[WHAT THE TASK ASKS] Each line of the material is to be written out exactly.

(INFORMATION SHOWN begins)

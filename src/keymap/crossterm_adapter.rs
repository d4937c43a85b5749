//! Adapter to convert crossterm events to our InputEvent type

use crossterm::event::{
    Event as CtEvent, KeyCode as CtKeyCode, KeyEvent, KeyEventKind, KeyModifiers,
    MouseButton as CtMouseButton, MouseEvent as CtMouseEvent, MouseEventKind,
};

use super::types::{
    InputEvent, KeyCode, Keystroke, Modifiers, MouseButton, MouseEvent, MouseKind,
};

/// Convert crossterm modifier flags
pub fn modifiers_from_crossterm(mods: KeyModifiers) -> Modifiers {
    Modifiers::new(
        mods.contains(KeyModifiers::CONTROL),
        mods.contains(KeyModifiers::ALT),
        mods.contains(KeyModifiers::SHIFT),
    )
}

/// Convert a crossterm key event to our Keystroke type
///
/// Returns None for key releases and keys we do not map (media keys, etc).
pub fn keystroke_from_crossterm(event: &KeyEvent) -> Option<Keystroke> {
    if event.kind == KeyEventKind::Release {
        return None;
    }

    let mut mods = modifiers_from_crossterm(event.modifiers);

    let key = match event.code {
        CtKeyCode::Char(c) => KeyCode::Char(c),
        CtKeyCode::Enter => KeyCode::Enter,
        CtKeyCode::Esc => KeyCode::Escape,
        CtKeyCode::Tab => KeyCode::Tab,
        CtKeyCode::BackTab => {
            mods = mods | Modifiers::SHIFT;
            KeyCode::Tab
        }
        CtKeyCode::Backspace => KeyCode::Backspace,
        CtKeyCode::Delete => KeyCode::Delete,
        CtKeyCode::Insert => KeyCode::Insert,
        CtKeyCode::Up => KeyCode::Up,
        CtKeyCode::Down => KeyCode::Down,
        CtKeyCode::Left => KeyCode::Left,
        CtKeyCode::Right => KeyCode::Right,
        CtKeyCode::Home => KeyCode::Home,
        CtKeyCode::End => KeyCode::End,
        CtKeyCode::PageUp => KeyCode::PageUp,
        CtKeyCode::PageDown => KeyCode::PageDown,
        CtKeyCode::F(n) => KeyCode::F(n),
        _ => return None,
    };

    Some(Keystroke::new(key, mods))
}

fn button_from_crossterm(button: CtMouseButton) -> MouseButton {
    match button {
        CtMouseButton::Left => MouseButton::Left,
        CtMouseButton::Right => MouseButton::Right,
        CtMouseButton::Middle => MouseButton::Middle,
    }
}

/// Convert a crossterm mouse event
pub fn mouse_from_crossterm(event: &CtMouseEvent) -> Option<MouseEvent> {
    let kind = match event.kind {
        MouseEventKind::Down(b) => MouseKind::Press(button_from_crossterm(b)),
        MouseEventKind::Up(b) => MouseKind::Release(button_from_crossterm(b)),
        MouseEventKind::Drag(b) => MouseKind::Drag(button_from_crossterm(b)),
        MouseEventKind::Moved => MouseKind::Moved,
        MouseEventKind::ScrollUp => MouseKind::ScrollUp,
        MouseEventKind::ScrollDown => MouseKind::ScrollDown,
        _ => return None,
    };

    Some(MouseEvent {
        kind,
        column: event.column,
        row: event.row,
        mods: modifiers_from_crossterm(event.modifiers),
    })
}

/// Convert any crossterm event into an InputEvent the router understands
pub fn input_from_crossterm(event: &CtEvent) -> Option<InputEvent> {
    match event {
        CtEvent::Key(key) => keystroke_from_crossterm(key).map(InputEvent::Key),
        CtEvent::Mouse(mouse) => mouse_from_crossterm(mouse).map(InputEvent::Mouse),
        CtEvent::Paste(text) => Some(InputEvent::Paste(text.clone())),
        CtEvent::Resize(cols, rows) => Some(InputEvent::Resize(*cols, *rows)),
        _ => None,
    }
}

(INFORMATION SHOWN ends)

[FINISHED TASK]
filename src/keymap/crossterm_adapter.rs
repository d4937c43a85b5749
//! Adapter to convert crossterm events to our InputEvent type

use crossterm::event::{
    Event as CtEvent, KeyCode as CtKeyCode, KeyEvent, KeyEventKind, KeyModifiers,
    MouseButton as CtMouseButton, MouseEvent as CtMouseEvent, MouseEventKind,
};

use super::types::{
    InputEvent, KeyCode, Keystroke, Modifiers, MouseButton, MouseEvent, MouseKind,
};

/// Convert crossterm modifier flags
pub fn modifiers_from_crossterm(mods: KeyModifiers) -> Modifiers {
    Modifiers::new(
        mods.contains(KeyModifiers::CONTROL),
        mods.contains(KeyModifiers::ALT),
        mods.contains(KeyModifiers::SHIFT),
    )
}

/// Convert a crossterm key event to our Keystroke type
///
/// Returns None for key releases and keys we do not map (media keys, etc).
pub fn keystroke_from_crossterm(event: &KeyEvent) -> Option<Keystroke> {
    if event.kind == KeyEventKind::Release {
        return None;
    }

    let mut mods = modifiers_from_crossterm(event.modifiers);

    let key = match event.code {
        CtKeyCode::Char(c) => KeyCode::Char(c),
        CtKeyCode::Enter => KeyCode::Enter,
        CtKeyCode::Esc => KeyCode::Escape,
        CtKeyCode::Tab => KeyCode::Tab,
        CtKeyCode::BackTab => {
            mods = mods | Modifiers::SHIFT;
            KeyCode::Tab
        }
        CtKeyCode::Backspace => KeyCode::Backspace,
        CtKeyCode::Delete => KeyCode::Delete,
        CtKeyCode::Insert => KeyCode::Insert,
        CtKeyCode::Up => KeyCode::Up,
        CtKeyCode::Down => KeyCode::Down,
        CtKeyCode::Left => KeyCode::Left,
        CtKeyCode::Right => KeyCode::Right,
        CtKeyCode::Home => KeyCode::Home,
        CtKeyCode::End => KeyCode::End,
        CtKeyCode::PageUp => KeyCode::PageUp,
        CtKeyCode::PageDown => KeyCode::PageDown,
        CtKeyCode::F(n) => KeyCode::F(n),
        _ => return None,
    };

    Some(Keystroke::new(key, mods))
}

fn button_from_crossterm(button: CtMouseButton) -> MouseButton {
    match button {
        CtMouseButton::Left => MouseButton::Left,
        CtMouseButton::Right => MouseButton::Right,
        CtMouseButton::Middle => MouseButton::Middle,
    }
}

/// Convert a crossterm mouse event
pub fn mouse_from_crossterm(event: &CtMouseEvent) -> Option<MouseEvent> {
    let kind = match event.kind {
        MouseEventKind::Down(b) => MouseKind::Press(button_from_crossterm(b)),
        MouseEventKind::Up(b) => MouseKind::Release(button_from_crossterm(b)),
        MouseEventKind::Drag(b) => MouseKind::Drag(button_from_crossterm(b)),
        MouseEventKind::Moved => MouseKind::Moved,
        MouseEventKind::ScrollUp => MouseKind::ScrollUp,
        MouseEventKind::ScrollDown => MouseKind::ScrollDown,
        _ => return None,
    };

    Some(MouseEvent {
        kind,
        column: event.column,
        row: event.row,
        mods: modifiers_from_crossterm(event.modifiers),
    })
}

/// Convert any crossterm event into an InputEvent the router understands
pub fn input_from_crossterm(event: &CtEvent) -> Option<InputEvent> {
    match event {
        CtEvent::Key(key) => keystroke_from_crossterm(key).map(InputEvent::Key),
        CtEvent::Mouse(mouse) => mouse_from_crossterm(mouse).map(InputEvent::Mouse),
        CtEvent::Paste(text) => Some(InputEvent::Paste(text.clone())),
        CtEvent::Resize(cols, rows) => Some(InputEvent::Resize(*cols, *rows)),
        _ => None,
    }
}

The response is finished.